I am really new to the community, with my T1 diagnosis for only 6 months now, but all I know is Tresiba.
It is the ONLY insulin I take.
I do not bolus (yet). I have an extremely LC diet (15-30 c daily).
I did not know what MDI or bolus meant until finding this forum.
I am also taking Metformin ER, 500 mg X 4 daily.
My doctor had me adjust my Tresiba levels by two units every three days to find my level: it took about 8 weeks to find my (then) optimal level. In this manner, I was able to gain control over my BG, but I do believe I am still getting highs 105-130 for meals. I have only seen it spike higher when very ill.
So, then, I learned how to adjust up if I am sick, or under extreme stress (moving mom into nursing home and traveling for it).
Whether the way I learned to use Tresiba is the “preferred”, or “incorrect” method, I do not know. It’s only my experience.
I’m just wondering how a transition from MDI to a stand-alone long acting insulin actually works? What factors have to be considered, and is bolusing with Tresiba ok? I’m certain it’s an individual thing, though?
Perhaps the method I was taught is not the only way to use Tresiba?
It’s not a perfect drug, but you have to adjust your units to find the right level.
Just wanted to give my perspective-- for whatever it’s worth.
No when you start using bolus it will be in addition to tresiba— tresiba would not fit that role at all.
If you’re only seeing levels of 105-130 after meals you’re probably not there yet, although if you’re LADA you will almost certainly get there eventually— you’d take an additional shot before each meal, with the dosage determined by the carb content of the meal… Likely humalog, novolog, or Apidra. I’ve also had good results with the inhaled bolus insulin afrezza
Tresiba will always just be a once daily longing acting insulin— some people might take it twice a day instead, but it will never fill the role of a bolus insulin, it’s at the extreme opposite end of the insulin spectrum
What Sam19 said. The following is a somewhat oversimplified explanation of things:
Tresiba, along with Lantus and Levemir, are long-acting insulins used for basal control. They are designed to mimic what a healthy pancreas does to maintain a normal background BG range when no carbs are being consumed.
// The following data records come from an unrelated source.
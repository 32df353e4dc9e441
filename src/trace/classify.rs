//! Display classification of the model that actually served a trace.
//!
//! The router reports the model it used as a free-form label. The console
//! maps it onto a [`RouteFamily`] with an ordered rule table (first match
//! wins, case-sensitive substring), and derives the display label, tint and
//! complexity badge from the family.
//!
//! [`Complexity`] is a console-side heuristic keyed on the family. The router
//! never reports a complexity score; the badge only says which kind of model
//! was chosen, and should not be read as the router's own assessment.
use std::borrow::Cow;

/// Which known route a model id belongs to.
#[derive(Debug, Clone, Copy, PartialEq, Eq, Hash)]
pub enum RouteFamily {
    OpenAiGpt4,
    LocalMythomax,
    GroqLlama,
    Unrecognized,
}

/// Color slot for a route. The renderer maps slots to terminal colors.
#[derive(Debug, Clone, Copy, PartialEq, Eq, Hash)]
pub enum Tint {
    /// Tint A: premium remote model.
    Purple,
    /// Tint B: local model.
    Indigo,
    /// Tint C: fast hosted model.
    Primary,
    Neutral,
}

/// Badge shown next to the route.
#[derive(Debug, Clone, Copy, PartialEq, Eq, Hash)]
pub enum Complexity {
    High,
    Low,
}

impl std::fmt::Display for Complexity {
    fn fmt(&self, f: &mut std::fmt::Formatter<'_>) -> std::fmt::Result {
        match self {
            Self::High => write!(f, "HIGH"),
            Self::Low => write!(f, "LOW"),
        }
    }
}

struct Rule {
    marker: &'static str,
    family: RouteFamily,
}

/// Priority order matters: `cached-gpt-4o-llama` is a GPT-4 route.
const RULES: [Rule; 3] = [
    Rule {
        marker: "gpt-4",
        family: RouteFamily::OpenAiGpt4,
    },
    Rule {
        marker: "mythomax",
        family: RouteFamily::LocalMythomax,
    },
    Rule {
        marker: "llama",
        family: RouteFamily::GroqLlama,
    },
];

/// Substring the router adds to model labels served from its cache.
const CACHE_MARKER: &str = "cached";

/// Map a server-reported model id to its route family.
pub fn classify(model_id: &str) -> RouteFamily {
    RULES
        .iter()
        .find(|rule| model_id.contains(rule.marker))
        .map(|rule| rule.family)
        .unwrap_or(RouteFamily::Unrecognized)
}

/// Whether the router served this response from its cache.
///
/// The router appends ` (Cached)` to the label; other deployments prefix
/// `cached-`. Both are matched case-insensitively.
pub fn is_cached_model(model_id: &str) -> bool {
    model_id.to_ascii_lowercase().contains(CACHE_MARKER)
}

impl RouteFamily {
    /// Display label; unrecognized models show their raw id.
    pub fn label(self, model_id: &str) -> Cow<'_, str> {
        match self {
            Self::OpenAiGpt4 => Cow::Borrowed("OpenAI GPT-4o"),
            Self::LocalMythomax => Cow::Borrowed("Local Mythomax 13B"),
            Self::GroqLlama => Cow::Borrowed("Groq Llama-3"),
            Self::Unrecognized => Cow::Owned(model_id.to_string()),
        }
    }

    pub fn tint(self) -> Tint {
        match self {
            Self::OpenAiGpt4 => Tint::Purple,
            Self::LocalMythomax => Tint::Indigo,
            Self::GroqLlama => Tint::Primary,
            Self::Unrecognized => Tint::Neutral,
        }
    }

    pub fn complexity(self) -> Complexity {
        match self {
            Self::OpenAiGpt4 | Self::LocalMythomax => Complexity::High,
            Self::GroqLlama | Self::Unrecognized => Complexity::Low,
        }
    }
}

/// Everything the renderer shows about a model id.
#[derive(Debug, Clone, PartialEq, Eq)]
pub struct RouteDisplay {
    pub family: RouteFamily,
    pub label: String,
    pub tint: Tint,
    pub complexity: Complexity,
    pub is_cached: bool,
}

pub fn describe(model_id: &str) -> RouteDisplay {
    let family = classify(model_id);
    RouteDisplay {
        family,
        label: family.label(model_id).into_owned(),
        tint: family.tint(),
        complexity: family.complexity(),
        is_cached: is_cached_model(model_id),
    }
}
Rapid-acting insulins, like Humalog, Novolog, and Apidra are used to mimic the short bursts of larger amounts of insulin that a normal pancreas provides in response to carbs and larger BG excursions due to stress, coming down with an illness, etc. These rapid-acting insulins are used to correct high blood sugars and to “cover carbs” in order to lessen (or if you are good about calculating I:C ratios and know how the protein and fat content of what you eat affects your BG in the relatively short run, eliminate) post-prandial spikes.
It is ill-advised to use long-acting basal insulin (Tresiba, Lantus, Levemir) to cover what should be covered by the rapid-acting insulins (Humalog, Novolog, Apidra).
That being said, increases in BG due to coming down with something, being ill, being at certain points in your menstrual cycle, being under more stress than usual, etc. are times when adjusting your basal insulin is the correct thing to do, just like you did.
I guess I meant, taking Tresiba as the long-acting insulin–
I use it as a stand alone insulin. I DONT YET use a fast-acting insulin with Tresiba.
So from my original experience this med is good enough --albeit with support from Metformin-- to NOT need to bolus with fast acting insulins?
When I said bolus with Tresiba, I meant adding a fast acting insulin alongside Tresiba. Sorry for the confusion.
I didn’t realize – because of my limited experience-- that Tresiba could be used as part of an MDI regimen.
And I was wondering how transitions from MDI, suck as Tinsyl’s mom needs, to a stand-alone insulin would be accomplished-- or if it is even necessary or not recommended to do so?